**Required work**. Word for word, restate all of the entries.

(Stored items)
>>>

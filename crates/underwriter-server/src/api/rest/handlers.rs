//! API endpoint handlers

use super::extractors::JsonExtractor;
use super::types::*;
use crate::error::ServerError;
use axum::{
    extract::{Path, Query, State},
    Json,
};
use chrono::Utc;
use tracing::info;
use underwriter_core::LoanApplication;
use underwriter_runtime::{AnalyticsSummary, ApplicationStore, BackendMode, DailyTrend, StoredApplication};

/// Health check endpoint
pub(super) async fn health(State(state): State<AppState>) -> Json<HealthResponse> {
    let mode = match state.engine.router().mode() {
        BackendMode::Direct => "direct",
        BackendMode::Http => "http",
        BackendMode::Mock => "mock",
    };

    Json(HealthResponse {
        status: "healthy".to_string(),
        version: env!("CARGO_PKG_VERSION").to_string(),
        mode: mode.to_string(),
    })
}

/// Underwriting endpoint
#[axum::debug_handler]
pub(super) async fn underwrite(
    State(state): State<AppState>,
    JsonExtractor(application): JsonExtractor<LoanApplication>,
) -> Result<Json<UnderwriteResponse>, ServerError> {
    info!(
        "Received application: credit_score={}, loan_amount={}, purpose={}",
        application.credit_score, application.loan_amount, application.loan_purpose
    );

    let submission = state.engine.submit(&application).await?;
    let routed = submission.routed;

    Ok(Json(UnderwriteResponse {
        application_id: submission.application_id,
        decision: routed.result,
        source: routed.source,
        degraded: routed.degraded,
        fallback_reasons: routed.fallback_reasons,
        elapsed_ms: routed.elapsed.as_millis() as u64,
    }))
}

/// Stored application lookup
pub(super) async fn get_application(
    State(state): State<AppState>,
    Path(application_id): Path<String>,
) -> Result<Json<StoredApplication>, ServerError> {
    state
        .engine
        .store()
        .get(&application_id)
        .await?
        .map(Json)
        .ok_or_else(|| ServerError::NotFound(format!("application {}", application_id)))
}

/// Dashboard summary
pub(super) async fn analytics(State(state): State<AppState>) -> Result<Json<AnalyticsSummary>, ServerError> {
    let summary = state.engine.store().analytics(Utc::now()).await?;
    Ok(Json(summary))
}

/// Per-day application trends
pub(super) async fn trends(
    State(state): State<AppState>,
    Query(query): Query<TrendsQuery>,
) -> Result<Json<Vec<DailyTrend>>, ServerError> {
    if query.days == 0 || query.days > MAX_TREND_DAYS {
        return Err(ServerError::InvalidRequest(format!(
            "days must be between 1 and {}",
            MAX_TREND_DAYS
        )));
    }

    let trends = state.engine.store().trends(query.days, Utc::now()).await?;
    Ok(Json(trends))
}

<<<

**Answer to this problem**.
filename crates/underwriter-server/src/api/rest/handlers.rs
//! API endpoint handlers

use super::extractors::JsonExtractor;
use super::types::*;
use crate::error::ServerError;
use axum::{
    extract::{Path, Query, State},
    Json,
};
use chrono::Utc;
use tracing::info;
use underwriter_core::LoanApplication;
use underwriter_runtime::{AnalyticsSummary, ApplicationStore, BackendMode, DailyTrend, StoredApplication};

/// Health check endpoint
pub(super) async fn health(State(state): State<AppState>) -> Json<HealthResponse> {
    let mode = match state.engine.router().mode() {
        BackendMode::Direct => "direct",
        BackendMode::Http => "http",
        BackendMode::Mock => "mock",
    };

    Json(HealthResponse {
        status: "healthy".to_string(),
        version: env!("CARGO_PKG_VERSION").to_string(),
        mode: mode.to_string(),
    })
}

/// Underwriting endpoint
#[axum::debug_handler]
pub(super) async fn underwrite(
    State(state): State<AppState>,
    JsonExtractor(application): JsonExtractor<LoanApplication>,
) -> Result<Json<UnderwriteResponse>, ServerError> {
    info!(
        "Received application: credit_score={}, loan_amount={}, purpose={}",
        application.credit_score, application.loan_amount, application.loan_purpose
    );

    let submission = state.engine.submit(&application).await?;
    let routed = submission.routed;

    Ok(Json(UnderwriteResponse {
        application_id: submission.application_id,
        decision: routed.result,
        source: routed.source,
        degraded: routed.degraded,
        fallback_reasons: routed.fallback_reasons,
        elapsed_ms: routed.elapsed.as_millis() as u64,
    }))
}

/// Stored application lookup
pub(super) async fn get_application(
    State(state): State<AppState>,
    Path(application_id): Path<String>,
) -> Result<Json<StoredApplication>, ServerError> {
    state
        .engine
        .store()
        .get(&application_id)
        .await?
        .map(Json)
        .ok_or_else(|| ServerError::NotFound(format!("application {}", application_id)))
}

/// Dashboard summary
pub(super) async fn analytics(State(state): State<AppState>) -> Result<Json<AnalyticsSummary>, ServerError> {
    let summary = state.engine.store().analytics(Utc::now()).await?;
    Ok(Json(summary))
}

/// Per-day application trends
pub(super) async fn trends(
    State(state): State<AppState>,
    Query(query): Query<TrendsQuery>,
) -> Result<Json<Vec<DailyTrend>>, ServerError> {
    if query.days == 0 || query.days > MAX_TREND_DAYS {
        return Err(ServerError::InvalidRequest(format!(
            "days must be between 1 and {}",
            MAX_TREND_DAYS
        )));
    }

    let trends = state.engine.store().trends(query.days, Utc::now()).await?;
    Ok(Json(trends))
}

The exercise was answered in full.